WORK ITEM –
Look through the entries below, please, and copy every line with the word "escaped".

Stored data entries –

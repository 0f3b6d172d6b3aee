//! Cost summary over a range of months.
//!
//! A subscription counts towards a range when its active interval overlaps it: it starts
//! no later than the last month and either has no end or ends no earlier than the first
//! month. Optional predicates narrow the set to one user or to services whose name
//! contains a substring. Every predicate is a [`SummaryCondition`], so values are always
//! bound as parameters.

use crate::{
    core::month::BillingMonth,
    entities::{Subscription, subscription},
    errors::{Error, Result},
    models::SummaryFilter,
};
use sea_orm::{
    Condition, QuerySelect,
    prelude::*,
    sea_query::{Alias, Expr, Func, SimpleExpr},
};
use tracing::{debug, instrument, warn};

/// One predicate of a summary query.
#[derive(Debug, Clone, PartialEq, Eq)]
pub enum SummaryCondition {
    /// `start_date <= month`
    StartsNoLaterThan(BillingMonth),
    /// `end_date IS NULL OR end_date >= month`
    ActiveAtOrAfter(BillingMonth),
    /// `user_id = value`
    OwnedBy(String),
    /// Case-insensitive substring match on `service_name`
    ServiceNameContains(String),
}

impl SummaryCondition {
    /// Turns the predicate into a SeaORM condition.
    #[must_use]
    pub fn to_condition(&self) -> Condition {
        match self {
            Self::StartsNoLaterThan(month) => {
                Condition::all().add(subscription::Column::StartDate.lte(month.first_day()))
            }
            Self::ActiveAtOrAfter(month) => Condition::any()
                .add(subscription::Column::EndDate.is_null())
                .add(subscription::Column::EndDate.gte(month.first_day())),
            Self::OwnedBy(user_id) => {
                Condition::all().add(subscription::Column::UserId.eq(user_id.as_str()))
            }
            Self::ServiceNameContains(needle) => {
                // Both sides go through the same SQL LOWER so folding always agrees
                let pattern = format!("%{}%", escape_like(needle));
                Condition::all().add(Expr::cust_with_exprs(
                    "LOWER($1) LIKE LOWER($2) ESCAPE '\\'",
                    [
                        SimpleExpr::from(Expr::col(subscription::Column::ServiceName)),
                        SimpleExpr::from(Expr::val(pattern)),
                    ],
                ))
            }
        }
    }
}

/// Escapes the LIKE wildcards so the needle only ever matches literally.
fn escape_like(needle: &str) -> String {
    let mut escaped = String::with_capacity(needle.len());
    for c in needle.chars() {
        if matches!(c, '\\' | '%' | '_') {
            escaped.push('\\');
        }
        escaped.push(c);
    }
    escaped
}

fn non_blank(value: Option<&String>) -> Option<&str> {
    value.map(String::as_str).filter(|v| !v.trim().is_empty())
}

/// Parses a summary filter into the ordered list of predicates it stands for.
///
/// Fails with `InvalidMonth` if either bound is not `MM-YYYY`. An inverted range is
/// still queried; the overlap predicates decide what it matches. Blank optional values
/// are treated as absent.
pub fn build_conditions(filter: &SummaryFilter) -> Result<Vec<SummaryCondition>> {
    if filter.from.trim().is_empty() {
        return Err(Error::missing("from"));
    }
    if filter.to.trim().is_empty() {
        return Err(Error::missing("to"));
    }

    let from = BillingMonth::parse(&filter.from)?;
    let to = BillingMonth::parse(&filter.to)?;
    if from > to {
        warn!(%from, %to, "Summary range starts after it ends");
    }

    let mut conditions = vec![
        SummaryCondition::StartsNoLaterThan(to),
        SummaryCondition::ActiveAtOrAfter(from),
    ];
    if let Some(user_id) = non_blank(filter.user_id.as_ref()) {
        conditions.push(SummaryCondition::OwnedBy(user_id.to_string()));
    }
    if let Some(service_name) = non_blank(filter.service_name.as_ref()) {
        conditions.push(SummaryCondition::ServiceNameContains(service_name.to_string()));
    }

    Ok(conditions)
}

/// Sums the prices of every subscription matching `filter`.
///
/// Returns `0` when nothing matches.
#[instrument(skip(db))]
pub async fn sum_subscription_prices<C>(db: &C, filter: &SummaryFilter) -> Result<i64>
where
    C: ConnectionTrait,
{
    let condition = build_conditions(filter)?
        .iter()
        .fold(Condition::all(), |acc, c| acc.add(c.to_condition()));

    // SUM over BIGINT is NUMERIC on PostgreSQL, so cast back to an integer
    let total_expr: SimpleExpr = Func::cast_as(
        Func::sum(Expr::col(subscription::Column::Price)),
        Alias::new("BIGINT"),
    )
    .into();

    let total: Option<Option<i64>> = Subscription::find()
        .select_only()
        .column_as(total_expr, "total")
        .filter(condition)
        .into_tuple()
        .one(db)
        .await?;

    let total = total.flatten().unwrap_or(0);
    debug!(total, "Computed subscription summary");
    Ok(total)
}

#[cfg(test)]
mod tests {
    #![allow(clippy::unwrap_used)]
    use super::*;
    use crate::test_utils::*;

    /// A: 01-2024..06-2024 at 100, B: 07-2024..open at 200, C: 01-2023..06-2023 at 50
    async fn seed_reference_set(db: &DatabaseConnection) -> Result<()> {
        create_test_subscription(db, "Netflix", 100, "user-1", "01-2024", Some("06-2024"))
            .await?;
        create_test_subscription(db, "Spotify", 200, "user-2", "07-2024", None).await?;
        create_test_subscription(db, "Hulu", 50, "user-1", "01-2023", Some("06-2023")).await?;
        Ok(())
    }

    #[test]
    fn test_build_conditions_required_only() {
        let conditions = build_conditions(&SummaryFilter::new("01-2024", "12-2024")).unwrap();
        assert_eq!(
            conditions,
            vec![
                SummaryCondition::StartsNoLaterThan(BillingMonth::new(2024, 12).unwrap()),
                SummaryCondition::ActiveAtOrAfter(BillingMonth::new(2024, 1).unwrap()),
            ]
        );
    }

    #[test]
    fn test_build_conditions_with_optional_predicates() {
        let filter = SummaryFilter::new("01-2024", "12-2024")
            .for_user("user-1")
            .matching_service(" net ");
        let conditions = build_conditions(&filter).unwrap();
        assert_eq!(conditions.len(), 4);
        assert_eq!(conditions[2], SummaryCondition::OwnedBy("user-1".to_string()));
        // Needles are matched as given, spaces included
        assert_eq!(
            conditions[3],
            SummaryCondition::ServiceNameContains(" net ".to_string())
        );
    }

    #[test]
    fn test_build_conditions_ignores_blank_optionals() {
        let filter = SummaryFilter::new("01-2024", "12-2024")
            .for_user("")
            .matching_service("   ");
        assert_eq!(build_conditions(&filter).unwrap().len(), 2);
    }

    #[test]
    fn test_build_conditions_validation() {
        let bad_from = build_conditions(&SummaryFilter::new("13-2024", "12-2024"));
        assert!(matches!(bad_from, Err(Error::InvalidMonth { ref value }) if value == "13-2024"));

        let bad_to = build_conditions(&SummaryFilter::new("01-2024", "2024"));
        assert!(matches!(bad_to, Err(Error::InvalidMonth { .. })));

        let missing = build_conditions(&SummaryFilter::new("", "12-2024"));
        assert!(matches!(missing, Err(Error::MissingField { ref field }) if field == "from"));
    }

    #[test]
    fn test_build_conditions_keeps_inverted_range() {
        let conditions = build_conditions(&SummaryFilter::new("12-2024", "01-2024")).unwrap();
        assert_eq!(
            conditions,
            vec![
                SummaryCondition::StartsNoLaterThan(BillingMonth::new(2024, 1).unwrap()),
                SummaryCondition::ActiveAtOrAfter(BillingMonth::new(2024, 12).unwrap()),
            ]
        );
    }

    #[test]
    fn test_escape_like() {
        assert_eq!(escape_like("net"), "net");
        assert_eq!(escape_like("100%_off\\"), "100\\%\\_off\\\\");
    }

    #[tokio::test]
    async fn test_sum_over_overlapping_range() -> Result<()> {
        let db = setup_test_db().await?;
        seed_reference_set(&db).await?;

        let total =
            sum_subscription_prices(&db, &SummaryFilter::new("01-2024", "12-2024")).await?;
        assert_eq!(total, 300);

        Ok(())
    }

    #[tokio::test]
    async fn test_sum_range_boundaries_are_inclusive() -> Result<()> {
        let db = setup_test_db().await?;
        seed_reference_set(&db).await?;

        // A ends in 06-2024 and B starts in 07-2024
        let june = sum_subscription_prices(&db, &SummaryFilter::new("06-2024", "06-2024")).await?;
        assert_eq!(june, 100);

        let july = sum_subscription_prices(&db, &SummaryFilter::new("07-2024", "07-2024")).await?;
        assert_eq!(july, 200);

        // Open-ended B keeps counting years later
        let later = sum_subscription_prices(&db, &SummaryFilter::new("01-2030", "03-2030")).await?;
        assert_eq!(later, 200);

        Ok(())
    }

    #[tokio::test]
    async fn test_sum_filters_by_user() -> Result<()> {
        let db = setup_test_db().await?;
        seed_reference_set(&db).await?;

        let filter = SummaryFilter::new("01-2023", "12-2024").for_user("user-1");
        assert_eq!(sum_subscription_prices(&db, &filter).await?, 150);

        let filter = SummaryFilter::new("01-2023", "12-2024").for_user("user-2");
        assert_eq!(sum_subscription_prices(&db, &filter).await?, 200);

        Ok(())
    }

    #[tokio::test]
    async fn test_sum_service_name_is_case_insensitive_substring() -> Result<()> {
        let db = setup_test_db().await?;
        seed_reference_set(&db).await?;

        let filter = SummaryFilter::new("01-2024", "12-2024").matching_service("net");
        assert_eq!(sum_subscription_prices(&db, &filter).await?, 100);

        let filter = SummaryFilter::new("01-2024", "12-2024").matching_service("NETFLIX");
        assert_eq!(sum_subscription_prices(&db, &filter).await?, 100);

        let filter = SummaryFilter::new("01-2024", "12-2024").matching_service("tif");
        assert_eq!(sum_subscription_prices(&db, &filter).await?, 200);

        Ok(())
    }

    #[tokio::test]
    async fn test_sum_inverted_range_uses_overlap() -> Result<()> {
        let db = setup_test_db().await?;
        create_test_subscription(&db, "Netflix", 100, "user-1", "01-2023", None).await?;
        create_test_subscription(&db, "Hulu", 50, "user-1", "01-2023", Some("06-2024")).await?;

        // Open-ended and started before 01-2024, so still active at 12-2024
        let total =
            sum_subscription_prices(&db, &SummaryFilter::new("12-2024", "01-2024")).await?;
        assert_eq!(total, 100);

        Ok(())
    }

    #[tokio::test]
    async fn test_sum_service_name_matches_non_ascii() -> Result<()> {
        let db = setup_test_db().await?;
        create_test_subscription(&db, "Кинопоиск", 300, "user-1", "01-2024", None).await?;
        create_test_subscription(&db, "Netflix", 100, "user-1", "01-2024", None).await?;

        let filter = SummaryFilter::new("01-2024", "12-2024").matching_service("Кино");
        assert_eq!(sum_subscription_prices(&db, &filter).await?, 300);

        let filter = SummaryFilter::new("01-2024", "12-2024").matching_service("нопо");
        assert_eq!(sum_subscription_prices(&db, &filter).await?, 300);

        Ok(())
    }

    #[tokio::test]
    async fn test_sum_wildcards_in_service_name_match_literally() -> Result<()> {
        let db = setup_test_db().await?;
        create_test_subscription(&db, "Netflix", 100, "user-1", "01-2024", None).await?;
        create_test_subscription(&db, "100% Cloud", 30, "user-1", "01-2024", None).await?;

        let filter = SummaryFilter::new("01-2024", "12-2024").matching_service("%");
        assert_eq!(sum_subscription_prices(&db, &filter).await?, 30);

        let filter = SummaryFilter::new("01-2024", "12-2024").matching_service("_");
        assert_eq!(sum_subscription_prices(&db, &filter).await?, 0);

        Ok(())
    }

    #[tokio::test]
    async fn test_sum_with_no_matches_is_zero() -> Result<()> {
        let db = setup_test_db().await?;

        // Empty table
        let total =
            sum_subscription_prices(&db, &SummaryFilter::new("01-2024", "12-2024")).await?;
        assert_eq!(total, 0);

        seed_reference_set(&db).await?;

        // Before anything started
        let total =
            sum_subscription_prices(&db, &SummaryFilter::new("01-2020", "12-2020")).await?;
        assert_eq!(total, 0);

        let filter = SummaryFilter::new("01-2024", "12-2024").for_user("nobody");
        assert_eq!(sum_subscription_prices(&db, &filter).await?, 0);

        Ok(())
    }

    #[tokio::test]
    async fn test_sum_rejects_invalid_months() -> Result<()> {
        let db = setup_test_db().await?;

        let result = sum_subscription_prices(&db, &SummaryFilter::new("1-2024", "12-2024")).await;
        assert!(matches!(result, Err(Error::InvalidMonth { .. })));

        Ok(())
    }
}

OUTPUT FOR THIS TASK –
    let mut escaped = String::with_capacity(needle.len());
            escaped.push('\\');
        escaped.push(c);
    escaped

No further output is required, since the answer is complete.